Overview

I joined the RoboMaster team at college in my sophomore year to participate in the prestigious RoboMaster competition. Afterwards, I was honored to serve as the head of Deep Learning Group in Vision Sector, leading the group to design high-precision real-time automatic recognition and aiming systems for our team’s combat robots.
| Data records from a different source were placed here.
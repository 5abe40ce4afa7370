//! JSON-RPC 2.0 shell (`POST /rpc`).

use axum::Json;
use axum::extract::State;
use axum::http::HeaderMap;
use relay_core::GatewayError;
use serde::{Deserialize, Serialize};
use serde_json::Value;

use crate::server::{AppState, context_from_headers};

#[derive(Debug, Deserialize)]
pub(crate) struct JsonRpcRequest {
    #[serde(default)]
    jsonrpc: Option<String>,
    method: String,
    #[serde(default)]
    params: Value,
    #[serde(default)]
    id: Value,
}

#[derive(Debug, Serialize)]
pub(crate) struct JsonRpcError {
    code: i32,
    message: String,
    #[serde(skip_serializing_if = "Option::is_none")]
    data: Option<Value>,
}

#[derive(Debug, Serialize)]
pub(crate) struct JsonRpcResponse {
    jsonrpc: &'static str,
    #[serde(skip_serializing_if = "Option::is_none")]
    result: Option<Value>,
    #[serde(skip_serializing_if = "Option::is_none")]
    error: Option<JsonRpcError>,
    id: Value,
}

impl JsonRpcResponse {
    pub(crate) fn success(id: Value, result: Value) -> Self {
        Self {
            jsonrpc: "2.0",
            result: Some(result),
            error: None,
            id,
        }
    }

    pub(crate) fn failure(id: Value, error: &GatewayError) -> Self {
        Self {
            jsonrpc: "2.0",
            result: None,
            error: Some(JsonRpcError {
                code: error.code(),
                message: error.to_string(),
                data: error.detail(),
            }),
            id,
        }
    }

    fn protocol_error(id: Value, code: i32, message: &str) -> Self {
        Self {
            jsonrpc: "2.0",
            result: None,
            error: Some(JsonRpcError {
                code,
                message: message.to_string(),
                data: None,
            }),
            id,
        }
    }
}

/// `POST /rpc` handler.
pub(crate) async fn handle(
    State(state): State<AppState>,
    headers: HeaderMap,
    Json(body): Json<Value>,
) -> Json<JsonRpcResponse> {
    if body.is_array() {
        return Json(JsonRpcResponse::protocol_error(
            Value::Null,
            -32600,
            "batch requests are not supported",
        ));
    }

    let request: JsonRpcRequest = match serde_json::from_value(body) {
        Ok(request) => request,
        Err(e) => {
            return Json(JsonRpcResponse::protocol_error(
                Value::Null,
                -32600,
                &format!("invalid request: {e}"),
            ));
        },
    };
    if request.jsonrpc.as_deref() != Some("2.0") {
        return Json(JsonRpcResponse::protocol_error(
            request.id,
            -32600,
            "jsonrpc must be \"2.0\"",
        ));
    }

    let ctx = context_from_headers(&state.gateway, &headers);
    match state
        .procedures
        .dispatch(state.gateway.clone(), ctx, &request.method, request.params)
        .await
    {
        Ok(result) => Json(JsonRpcResponse::success(request.id, result)),
        Err(e) => Json(JsonRpcResponse::failure(request.id, &e)),
    }
}
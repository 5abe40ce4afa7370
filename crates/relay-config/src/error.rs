//! Configuration error types.

use thiserror::Error;

/// Errors from loading or validating configuration.
#[derive(Debug, Error)]
pub enum ConfigError {
    /// A config file could not be read.
    #[error("failed to read {path}: {source}")]
    Io {
        /// The offending path.
        path: String,
        /// Underlying error.
        #[source]
        source: std::io::Error,
    },

    /// A config file could not be parsed.
    #[error("failed to parse {path}: {source}")]
    Parse {
        /// The offending path.
        path: String,
        /// Underlying error.
        #[source]
        source: toml::de::Error,
    },

    /// A field is out of range or a cross-field invariant does not hold.
    #[error("invalid config value for {field}: {message}")]
    Validation {
        /// The offending field, dotted path form.
        field: String,
        /// What is wrong with it.
        message: String,
    },
}

/// Result type for config operations.
pub type ConfigResult<T> = Result<T, ConfigError>;
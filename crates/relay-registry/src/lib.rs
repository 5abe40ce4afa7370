//! Relay Registry - the live-plus-fallback catalog of providers and models.
//!
//! Two data sources feed one read-mostly snapshot:
//!
//! - a **live** fetcher pulling a catalog document from a configurable
//!   endpoint, refreshed in the background with capped exponential backoff
//! - a **frozen** fallback bundled into the binary, served whenever live
//!   data has not (yet) been obtained
//!
//! Readers always see a consistent snapshot: the current [`CatalogSnapshot`]
//! sits behind an `RwLock<Arc<_>>` and is swapped whole. Pricing overrides
//! apply strictly above whichever source is active.

#![deny(unsafe_code)]
#![warn(missing_docs)]
#![deny(clippy::all)]
#![warn(unreachable_pub)]

pub mod builtin;
pub mod catalog;
pub mod error;
pub mod refresh;
pub mod registry;

pub use builtin::{BUILTIN_PROVIDERS, BuiltinProvider, builtin_provider};
pub use catalog::{
    CatalogDocument, CatalogSource, ModelCapability, ModelInfo, PricingOverride, ProviderCatalog,
};
pub use error::{RegistryError, RegistryResult};
pub use refresh::spawn_refresher;
pub use registry::{
    CatalogSnapshot, ConfiguredProvider, ProviderEntry, Registry, RegistryHealth, RegistrySettings,
};
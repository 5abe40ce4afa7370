//! Per-request caller context.

use chrono::{DateTime, Utc};
use tokio_util::sync::CancellationToken;
use uuid::Uuid;

use crate::secret::SecretString;
use crate::types::UserId;

/// Who is making the call.
#[derive(Debug, Clone, PartialEq, Eq)]
pub enum Caller {
    /// No identity presented.
    Anonymous,
    /// Authenticated user.
    User(UserId),
}

impl Caller {
    /// Whether an identity was presented.
    #[must_use]
    pub fn is_authenticated(&self) -> bool {
        matches!(self, Self::User(_))
    }

    /// The user id, if authenticated.
    #[must_use]
    pub fn user_id(&self) -> Option<&UserId> {
        match self {
            Self::Anonymous => None,
            Self::User(id) => Some(id),
        }
    }
}

/// Context threaded through a single procedure call.
///
/// Carries identity, the BYOK unlock secret (if the transport supplied
/// one), the cancellation signal, and the request deadline. Built once at
/// the dispatch boundary and passed by reference through the pipeline.
#[derive(Debug, Clone)]
pub struct RequestContext {
    /// Correlation id for logs and error reports.
    pub request_id: Uuid,
    /// Caller identity.
    pub caller: Caller,
    /// Whether the presented credential grants operator procedures.
    pub is_admin: bool,
    /// Unlock secret for BYOK material, scoped to this call.
    pub byok_unlock: Option<SecretString>,
    /// Cancellation signal; trips when the client disconnects or the
    /// deadline passes.
    pub cancel: CancellationToken,
    /// Absolute deadline for the request.
    pub deadline: Option<DateTime<Utc>>,
}

impl RequestContext {
    /// Context for an anonymous call.
    #[must_use]
    pub fn anonymous() -> Self {
        Self {
            request_id: Uuid::new_v4(),
            caller: Caller::Anonymous,
            is_admin: false,
            byok_unlock: None,
            cancel: CancellationToken::new(),
            deadline: None,
        }
    }

    /// Context for an authenticated call.
    #[must_use]
    pub fn for_user(user: UserId) -> Self {
        Self {
            caller: Caller::User(user),
            ..Self::anonymous()
        }
    }

    /// Attach a BYOK unlock secret.
    #[must_use]
    pub fn with_unlock(mut self, secret: SecretString) -> Self {
        self.byok_unlock = Some(secret);
        self
    }

    /// The authenticated user id, or an `Unauthenticated` error.
    ///
    /// # Errors
    ///
    /// Returns [`crate::GatewayError::Unauthenticated`] for anonymous callers.
    pub fn require_user(&self) -> crate::GatewayResult<&UserId> {
        self.caller
            .user_id()
            .ok_or_else(|| crate::GatewayError::Unauthenticated("authentication required".into()))
    }
}

#[cfg(test)]
mod tests {
    use super::*;

    #[test]
    fn test_anonymous_has_no_user() {
        let ctx = RequestContext::anonymous();
        assert!(!ctx.caller.is_authenticated());
        assert!(ctx.require_user().is_err());
    }

    #[test]
    fn test_for_user() {
        let ctx = RequestContext::for_user(UserId::new("u1"));
        assert_eq!(ctx.require_user().unwrap().as_str(), "u1");
        assert!(!ctx.is_admin);
    }
}
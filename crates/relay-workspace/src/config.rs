//! Workspace definitions and compiled policy.

use globset::{Glob, GlobSet, GlobSetBuilder};
use serde::{Deserialize, Serialize};
use std::path::PathBuf;
use tracing::warn;

/// One workspace registration.
#[derive(Debug, Clone, Serialize, Deserialize)]
#[serde(rename_all = "camelCase", default)]
pub struct WorkspaceDef {
    /// Workspace id used in procedure calls.
    pub id: String,
    /// Absolute root path.
    pub root: PathBuf,
    /// Display name.
    pub name: Option<String>,
    /// Reject writes when set.
    pub read_only: bool,
    /// Path allow globs (relative, forward slashes). Empty → allow all.
    pub allow: Vec<String>,
    /// Path block globs.
    pub block: Vec<String>,
    /// Extension allow-list, no leading dot. Empty → all.
    pub allowed_extensions: Vec<String>,
    /// Extension block-list.
    pub blocked_extensions: Vec<String>,
    /// Size cap for reads and writes, bytes.
    pub max_file_size: u64,
    /// Follow symlinks during containment checks.
    pub follow_symlinks: bool,
    /// Recursive listing bound.
    pub max_entries: usize,
}

impl Default for WorkspaceDef {
    fn default() -> Self {
        Self {
            id: "default".to_string(),
            root: PathBuf::new(),
            name: None,
            read_only: false,
            allow: Vec::new(),
            block: Vec::new(),
            allowed_extensions: Vec::new(),
            blocked_extensions: Vec::new(),
            max_file_size: 10 * 1024 * 1024,
            follow_symlinks: false,
            max_entries: 10_000,
        }
    }
}

/// A workspace with its glob policy pre-compiled.
#[derive(Debug)]
pub struct Workspace {
    def: WorkspaceDef,
    allow_set: GlobSet,
    block_set: GlobSet,
}

impl Workspace {
    /// Compile a definition. Bad globs are logged and skipped (the config
    /// layer validated them already).
    #[must_use]
    pub fn new(def: WorkspaceDef) -> Self {
        let allow_set = compile_set(&def.allow);
        let block_set = compile_set(&def.block);
        Self {
            def,
            allow_set,
            block_set,
        }
    }

    /// The definition.
    #[must_use]
    pub fn def(&self) -> &WorkspaceDef {
        &self.def
    }

    /// Whether a relative path passes the allow/block globs.
    #[must_use]
    pub fn globs_permit(&self, relative: &str) -> bool {
        if self.block_set.is_match(relative) {
            return false;
        }
        if !self.def.allow.is_empty() && !self.allow_set.is_match(relative) {
            return false;
        }
        true
    }

    /// Whether a file extension passes the extension lists.
    /// Extension-less files pass unless an allow-list is present.
    #[must_use]
    pub fn extension_permitted(&self, relative: &str) -> bool {
        let extension = std::path::Path::new(relative)
            .extension()
            .and_then(|e| e.to_str())
            .map(str::to_ascii_lowercase);

        match extension {
            Some(ext) => {
                if self
                    .def
                    .blocked_extensions
                    .iter()
                    .any(|b| b.eq_ignore_ascii_case(&ext))
                {
                    return false;
                }
                self.def.allowed_extensions.is_empty()
                    || self
                        .def
                        .allowed_extensions
                        .iter()
                        .any(|a| a.eq_ignore_ascii_case(&ext))
            },
            None => self.def.allowed_extensions.is_empty(),
        }
    }
}

fn compile_set(patterns: &[String]) -> GlobSet {
    let mut builder = GlobSetBuilder::new();
    for pattern in patterns {
        match Glob::new(pattern) {
            Ok(glob) => {
                builder.add(glob);
            },
            Err(e) => warn!(pattern = %pattern, error = %e, "Failed to compile workspace glob"),
        }
    }
    builder.build().unwrap_or_else(|e| {
        warn!(error = %e, "Failed to build glob set; treating as empty");
        GlobSet::empty()
    })
}

#[cfg(test)]
mod tests {
    use super::*;

    fn workspace(def: WorkspaceDef) -> Workspace {
        Workspace::new(def)
    }

    #[test]
    fn test_globs_block_wins() {
        let ws = workspace(WorkspaceDef {
            allow: vec!["src/**".to_string()],
            block: vec!["src/secret/**".to_string()],
            ..WorkspaceDef::default()
        });
        assert!(ws.globs_permit("src/main.rs"));
        assert!(!ws.globs_permit("src/secret/key.pem"));
        assert!(!ws.globs_permit("README.md"));
    }

    #[test]
    fn test_empty_allow_permits_everything_not_blocked() {
        let ws = workspace(WorkspaceDef::default());
        assert!(ws.globs_permit("anything/at/all.txt"));
    }

    #[test]
    fn test_extension_lists() {
        let ws = workspace(WorkspaceDef {
            allowed_extensions: vec!["md".to_string(), "txt".to_string()],
            blocked_extensions: vec!["md".to_string()],
            ..WorkspaceDef::default()
        });
        // Block beats allow.
        assert!(!ws.extension_permitted("notes.md"));
        assert!(ws.extension_permitted("notes.TXT"));
        assert!(!ws.extension_permitted("binary.exe"));
        // Allow-list present: extension-less files rejected.
        assert!(!ws.extension_permitted("Makefile"));
    }
}
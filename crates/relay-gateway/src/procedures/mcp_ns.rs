//! The `mcp` namespace: workspace files exposed as resources.
//!
//! Resources use `workspace://<id>/<path>` URIs. The same data backs the
//! `/mcp` wire's native `resources/*` methods.

use std::sync::Arc;

use relay_core::{GatewayError, GatewayResult, RequestContext};
use relay_workspace::{FileEncoding, list_files, read_file};
use serde::{Deserialize, Serialize};

use super::{Empty, Procedure, ProcedureRegistry, RateClass, wrap};
use crate::error::from_workspace;
use crate::state::Gateway;

pub(super) fn register(registry: &mut ProcedureRegistry) {
    registry.add(Procedure {
        name: "mcp.getResources",
        description: "List workspace files as MCP resources",
        auth_required: true,
        admin_only: false,
        mutation: false,
        rate_class: RateClass::Standard,
        handler: wrap(get_resources),
    });
    registry.add(Procedure {
        name: "mcp.readResource",
        description: "Read one MCP resource by URI",
        auth_required: true,
        admin_only: false,
        mutation: false,
        rate_class: RateClass::Standard,
        handler: wrap(read_resource),
    });
}

/// One resource listing entry.
#[derive(Debug, Clone, Serialize)]
#[serde(rename_all = "camelCase")]
pub(crate) struct Resource {
    /// `workspace://<id>/<path>`.
    pub(crate) uri: String,
    /// Leaf name.
    pub(crate) name: String,
    /// Best-effort MIME type.
    pub(crate) mime_type: &'static str,
}

/// Best-effort MIME from the extension; text/plain otherwise.
fn mime_type(path: &str) -> &'static str {
    match std::path::Path::new(path)
        .extension()
        .and_then(|e| e.to_str())
        .unwrap_or_default()
        .to_ascii_lowercase()
        .as_str()
    {
        "json" => "application/json",
        "md" => "text/markdown",
        "html" | "htm" => "text/html",
        "png" => "image/png",
        "jpg" | "jpeg" => "image/jpeg",
        "pdf" => "application/pdf",
        _ => "text/plain",
    }
}

/// Enumerate resources across every registered workspace.
pub(crate) fn collect_resources(gateway: &Gateway) -> GatewayResult<Vec<Resource>> {
    let mut resources = Vec::new();
    for def in gateway.workspaces.list() {
        let workspace = gateway.workspaces.get(&def.id).map_err(from_workspace)?;
        let listing = list_files(&workspace, "", true, false).map_err(from_workspace)?;
        for entry in listing.entries {
            resources.push(Resource {
                uri: format!("workspace://{}/{}", def.id, entry.path),
                name: entry
                    .path
                    .rsplit('/')
                    .next()
                    .unwrap_or(&entry.path)
                    .to_string(),
                mime_type: mime_type(&entry.path),
            });
        }
    }
    Ok(resources)
}

/// Split a `workspace://<id>/<path>` URI.
pub(crate) fn parse_resource_uri(uri: &str) -> GatewayResult<(String, String)> {
    let rest = uri.strip_prefix("workspace://").ok_or_else(|| {
        GatewayError::InvalidArgument(format!("unsupported resource URI: {uri}"))
    })?;
    let (workspace, path) = rest.split_once('/').ok_or_else(|| {
        GatewayError::InvalidArgument(format!("resource URI missing a path: {uri}"))
    })?;
    if workspace.is_empty() || path.is_empty() {
        return Err(GatewayError::InvalidArgument(format!(
            "malformed resource URI: {uri}"
        )));
    }
    Ok((workspace.to_string(), path.to_string()))
}

#[derive(Debug, Serialize)]
#[serde(rename_all = "camelCase")]
struct ResourceList {
    resources: Vec<Resource>,
}

async fn get_resources(
    gateway: Arc<Gateway>,
    _ctx: RequestContext,
    _input: Empty,
) -> GatewayResult<ResourceList> {
    Ok(ResourceList {
        resources: collect_resources(&gateway)?,
    })
}

#[derive(Debug, Deserialize)]
#[serde(rename_all = "camelCase")]
struct ReadResourceInput {
    uri: String,
}

#[derive(Debug, Serialize)]
#[serde(rename_all = "camelCase")]
struct ResourceContents {
    uri: String,
    mime_type: &'static str,
    text: String,
}

#[derive(Debug, Serialize)]
#[serde(rename_all = "camelCase")]
struct ReadResourceOutput {
    contents: Vec<ResourceContents>,
}

async fn read_resource(
    gateway: Arc<Gateway>,
    _ctx: RequestContext,
    input: ReadResourceInput,
) -> GatewayResult<ReadResourceOutput> {
    let (workspace_id, path) = parse_resource_uri(&input.uri)?;
    let workspace = gateway.workspaces.get(&workspace_id).map_err(from_workspace)?;
    let content = read_file(&workspace, &path, FileEncoding::Utf8).map_err(from_workspace)?;
    Ok(ReadResourceOutput {
        contents: vec![ResourceContents {
            mime_type: mime_type(&path),
            uri: input.uri,
            text: content.content,
        }],
    })
}

#[cfg(test)]
mod tests {
    use super::*;

    #[test]
    fn test_parse_resource_uri() {
        let (ws, path) = parse_resource_uri("workspace://docs/guide/intro.md").unwrap();
        assert_eq!(ws, "docs");
        assert_eq!(path, "guide/intro.md");

        assert!(parse_resource_uri("file:///etc/passwd").is_err());
        assert!(parse_resource_uri("workspace://docs").is_err());
        assert!(parse_resource_uri("workspace:///x").is_err());
    }

    #[test]
    fn test_mime_type() {
        assert_eq!(mime_type("a/b.json"), "application/json");
        assert_eq!(mime_type("a/b.rs"), "text/plain");
        assert_eq!(mime_type("README.md"), "text/markdown");
    }
}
Fig. 1: Our team’s robots on a competition field.

Technical Highlights

  • Collected and analyzed datasets of armor plates, and developed scripts for datasets processing.
  • Studied object detection models such as YOLO, customized yolov5-face into a four-keypoint model, and introduced Normalized Mean Error metric to optimize and enhance the model’s performance.
  • Deployed the model using C++ and ROS2 framework, leveraged CUDA and TensorRT libraries to accelerate model inference speed on NVIDIA Jetson series edge development boards.
Fig. 2: Visualization of model inference results after successful deployment.

Skills

  • Programming Languages: C++, Python, CUDA
  • Frameworks: OpenCV, ROS, Pytorch
  • Hardware: NVIDIA Jetson
  • Sensors: Cameras

Competition Results

  • 2024.08 🥉 National Third Prize — 23rd National RoboMaster Competition.
  • 2023.08 🥉 National Third Prize — 22nd National RoboMaster Competition.

This period was the most unforgettable and rewarding experience during my undergraduate years. I grew rapidly in the team and learned a lot in computer science, robotics, and artificial intelligence. I am grateful for the opportunity to be part of such a great team and work together!